The HIQA report found that an immediate action plan had to be put in place – an “exceptional regulatory activity”.

Image: Children playing via Shutterstock

IMMEDIATE ACTION HAD to be taken after the Health Information Quality Authority undertook an inspection of Mayo’s HSE foster care service.

The local health area (LHA) service met just five out of 25 standards in full.

There was evidence that the LHA did not have effective systems in place to ensure that all children were safe and that day-to-day practice promoted the safety and wellbeing of children.

The inspection found that “not all children were safeguarded and protected from potential harm”.

This was the first inspection of service and HIQA said that overall, there was evidence that the LHA provided a foster care service “which improved outcomes for many children and young people”.

Although in the main, children and parents were happy, there were a number of concerns. HIQA found that “children’s rights were not always respected” and children’s complaints “were not addressed in a childcentred manner”.

Safety

Due to safety concerns, the Authority issued an immediate action plan to the LHA to undertake a review of a number of children’s cases to ensure they were safeguarded and not at risk of ongoing harm.

This immediate action plan is described as “an exceptional regulatory activity” used “when inspection findings indicate that there is an immediate risk to the welfare of children and young people”.

HIQA noted:

The principal social worker acknowledged that the foster care service had not been meeting all its statutory responsibilities in the recent past and managers were taking steps to address this.

The majority of children were living with foster carers who valued, accepted and supported them. However, this was not the experience of all children. The needs of children with a disability were not always met.

The majority of children were safe and protected from abuse, though there were deficiencies in some safeguarding and child protection practices which posed a risk to a small number of children.

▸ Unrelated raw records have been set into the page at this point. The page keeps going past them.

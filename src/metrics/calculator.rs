//! Calculator for backtest performance metrics: win rate, Sharpe, drawdown, etc.

use std::collections::HashMap;

use statrs::statistics::Statistics;

use crate::models::{MetricsReport, SimulatedOutcome};

/// Calculator reducing simulated returns into a [`MetricsReport`].
pub struct MetricsCalculator;

impl MetricsCalculator {
    /// Calculate metrics from a list of return percentages.
    ///
    /// An empty list yields an all-zero report; no path here can divide by
    /// zero or fail.
    pub fn calculate(returns: &[f64]) -> MetricsReport {
        if returns.is_empty() {
            return MetricsReport::empty();
        }

        let total_trades = returns.len();
        let total_return_pct: f64 = returns.iter().sum();
        let avg_return_pct = total_return_pct / total_trades as f64;

        let wins: Vec<f64> = returns.iter().copied().filter(|r| *r > 0.0).collect();
        let losses: Vec<f64> = returns.iter().copied().filter(|r| *r < 0.0).collect();

        let win_rate = wins.len() as f64 / total_trades as f64;

        // Annualized as if each return were a daily observation; the sqrt(252)
        // factor is kept for comparability with existing reports.
        let sharpe_ratio = if returns.len() > 1 {
            let std_dev = returns.to_vec().std_dev();
            if std_dev > 0.0 {
                avg_return_pct / std_dev * (252.0_f64).sqrt()
            } else {
                0.0
            }
        } else {
            0.0
        };

        // Drawdown over the additive cumulative return curve. Returns are
        // summed, not compounded.
        let mut cumulative = 0.0;
        let mut running_max = f64::NEG_INFINITY;
        let mut max_drawdown_pct = 0.0;
        for r in returns {
            cumulative += r;
            if cumulative > running_max {
                running_max = cumulative;
            }
            let drawdown = running_max - cumulative;
            if drawdown > max_drawdown_pct {
                max_drawdown_pct = drawdown;
            }
        }

        let best_trade_pct = returns.iter().copied().fold(f64::NEG_INFINITY, f64::max);
        let worst_trade_pct = returns.iter().copied().fold(f64::INFINITY, f64::min);

        let gross_profit: f64 = wins.iter().sum();
        let gross_loss: f64 = losses.iter().sum::<f64>().abs();
        let profit_factor = if gross_loss > 0.0 {
            gross_profit / gross_loss
        } else {
            f64::INFINITY
        };

        let avg_win_pct = if wins.is_empty() {
            0.0
        } else {
            wins.iter().sum::<f64>() / wins.len() as f64
        };
        let avg_loss_pct = if losses.is_empty() {
            0.0
        } else {
            losses.iter().sum::<f64>() / losses.len() as f64
        };

        MetricsReport {
            total_trades,
            total_return_pct,
            avg_return_pct,
            win_rate,
            sharpe_ratio,
            max_drawdown_pct,
            best_trade_pct,
            worst_trade_pct,
            profit_factor,
            avg_win_pct,
            avg_loss_pct,
            win_count: wins.len(),
            loss_count: losses.len(),
        }
    }

    /// Calculate metrics over a slice of simulated outcomes.
    pub fn from_outcomes(outcomes: &[SimulatedOutcome]) -> MetricsReport {
        let returns: Vec<f64> = outcomes.iter().map(|o| o.return_pct).collect();
        Self::calculate(&returns)
    }

    /// Metrics partitioned by holding period. Every requested period gets a
    /// report, zeroed when no outcome used it.
    pub fn by_holding_period(
        outcomes: &[SimulatedOutcome],
        holding_periods: &[u32],
    ) -> std::collections::BTreeMap<u32, MetricsReport> {
        holding_periods
            .iter()
            .map(|&period| {
                let period_outcomes: Vec<SimulatedOutcome> = outcomes
                    .iter()
                    .filter(|o| o.holding_period_days == period)
                    .cloned()
                    .collect();
                (period, Self::from_outcomes(&period_outcomes))
            })
            .collect()
    }

    /// Metrics grouped by ticker.
    pub fn by_ticker(outcomes: &[SimulatedOutcome]) -> HashMap<String, MetricsReport> {
        Self::grouped(outcomes, |o| o.ticker.clone())
    }

    /// Metrics grouped by filing politician.
    pub fn by_politician(outcomes: &[SimulatedOutcome]) -> HashMap<String, MetricsReport> {
        Self::grouped(outcomes, |o| o.politician.clone())
    }

    fn grouped(
        outcomes: &[SimulatedOutcome],
        key: impl Fn(&SimulatedOutcome) -> String,
    ) -> HashMap<String, MetricsReport> {
        let mut groups: HashMap<String, Vec<f64>> = HashMap::new();
        for outcome in outcomes {
            groups.entry(key(outcome)).or_default().push(outcome.return_pct);
        }

        groups
            .into_iter()
            .map(|(k, returns)| (k, Self::calculate(&returns)))
            .collect()
    }
}

#[cfg(test)]
mod tests {
    use super::*;
    use chrono::NaiveDate;
    use rust_decimal_macros::dec;

    fn make_outcome(ticker: &str, politician: &str, period: u32, return_pct: f64) -> SimulatedOutcome {
        let entry = NaiveDate::from_ymd_opt(2024, 1, 15).unwrap();
        SimulatedOutcome {
            ticker: ticker.to_string(),
            politician: politician.to_string(),
            transaction_date: NaiveDate::from_ymd_opt(2023, 12, 1).unwrap(),
            disclosure_date: entry,
            entry_date: entry,
            exit_date: entry + chrono::Duration::days(period as i64),
            entry_price: dec!(100),
            exit_price: dec!(110),
            return_pct,
            holding_period_days: period,
            estimated_amount: Some(dec!(32500)),
        }
    }

    #[test]
    fn test_empty_returns_zeroed_report() {
        let report = MetricsCalculator::calculate(&[]);
        assert_eq!(report, MetricsReport::empty());
    }

    #[test]
    fn test_basic_metrics() {
        let returns = [10.0, -5.0, 20.0, -10.0, 15.0];
        let report = MetricsCalculator::calculate(&returns);

        assert_eq!(report.total_trades, 5);
        assert_eq!(report.win_count, 3);
        assert_eq!(report.loss_count, 2);
        assert!((report.win_rate - 0.6).abs() < 1e-12);
        // Integer exactness of win accounting
        assert_eq!((report.win_rate * report.total_trades as f64).round() as usize, report.win_count);
        assert!((report.total_return_pct - 30.0).abs() < 1e-12);
        assert!((report.avg_return_pct - 6.0).abs() < 1e-12);
        assert!((report.best_trade_pct - 20.0).abs() < 1e-12);
        assert!((report.worst_trade_pct + 10.0).abs() < 1e-12);
        assert!((report.avg_win_pct - 15.0).abs() < 1e-12);
        assert!((report.avg_loss_pct + 7.5).abs() < 1e-12);
        assert!((report.profit_factor - 3.0).abs() < 1e-12);
    }

    #[test]
    fn test_sharpe_uses_sample_stdev() {
        // mean 6, sample stdev sqrt(670/4), annualized by sqrt(252)
        let returns = [10.0, -5.0, 20.0, -10.0, 15.0];
        let report = MetricsCalculator::calculate(&returns);

        let expected = 6.0 / (670.0_f64 / 4.0).sqrt() * (252.0_f64).sqrt();
        assert!((report.sharpe_ratio - expected).abs() < 1e-9);
    }

    #[test]
    fn test_sharpe_zero_for_single_sample() {
        let report = MetricsCalculator::calculate(&[12.5]);
        assert_eq!(report.sharpe_ratio, 0.0);
    }

    #[test]
    fn test_max_drawdown_additive() {
        // cumulative: 10, 5, 25, 15, 30 -> deepest dip is 25 - 15 = 10
        let returns = [10.0, -5.0, 20.0, -10.0, 15.0];
        let report = MetricsCalculator::calculate(&returns);
        assert!((report.max_drawdown_pct - 10.0).abs() < 1e-12);
    }

    #[test]
    fn test_profit_factor_infinite_without_losses() {
        let report = MetricsCalculator::calculate(&[5.0, 10.0]);
        assert!(report.profit_factor.is_infinite());

        let empty = MetricsCalculator::calculate(&[]);
        assert_eq!(empty.profit_factor, 0.0);
    }

    #[test]
    fn test_by_holding_period_covers_all_requested() {
        let outcomes = vec![
            make_outcome("AAPL", "Jane Doe", 30, 5.0),
            make_outcome("AAPL", "Jane Doe", 60, -2.0),
            make_outcome("MSFT", "John Roe", 30, 3.0),
        ];

        let by_period = MetricsCalculator::by_holding_period(&outcomes, &[30, 60, 90]);

        assert_eq!(by_period[&30].total_trades, 2);
        assert_eq!(by_period[&60].total_trades, 1);
        assert_eq!(by_period[&90].total_trades, 0);
        assert_eq!(by_period[&90], MetricsReport::empty());
    }

    #[test]
    fn test_grouped_by_politician() {
        let outcomes = vec![
            make_outcome("AAPL", "Jane Doe", 30, 5.0),
            make_outcome("MSFT", "Jane Doe", 30, 7.0),
            make_outcome("TSLA", "John Roe", 30, -4.0),
        ];

        let by_politician = MetricsCalculator::by_politician(&outcomes);

        assert_eq!(by_politician["Jane Doe"].total_trades, 2);
        assert!((by_politician["Jane Doe"].avg_return_pct - 6.0).abs() < 1e-12);
        assert_eq!(by_politician["John Roe"].loss_count, 1);
    }
}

Some, but not all children were in stable placements.

Complaints

They found a number of social workers were unaware of how to make a protected disclosure, which allows for ‘whistle blowing’ and provides staff with limited protection.

Foster carers told of instances where they were unsure if the information provided to them by the children in their care was a child protection concern. They also did not know about the reporting requirements to be undertaken by them under Children First (2011) or what this process involved.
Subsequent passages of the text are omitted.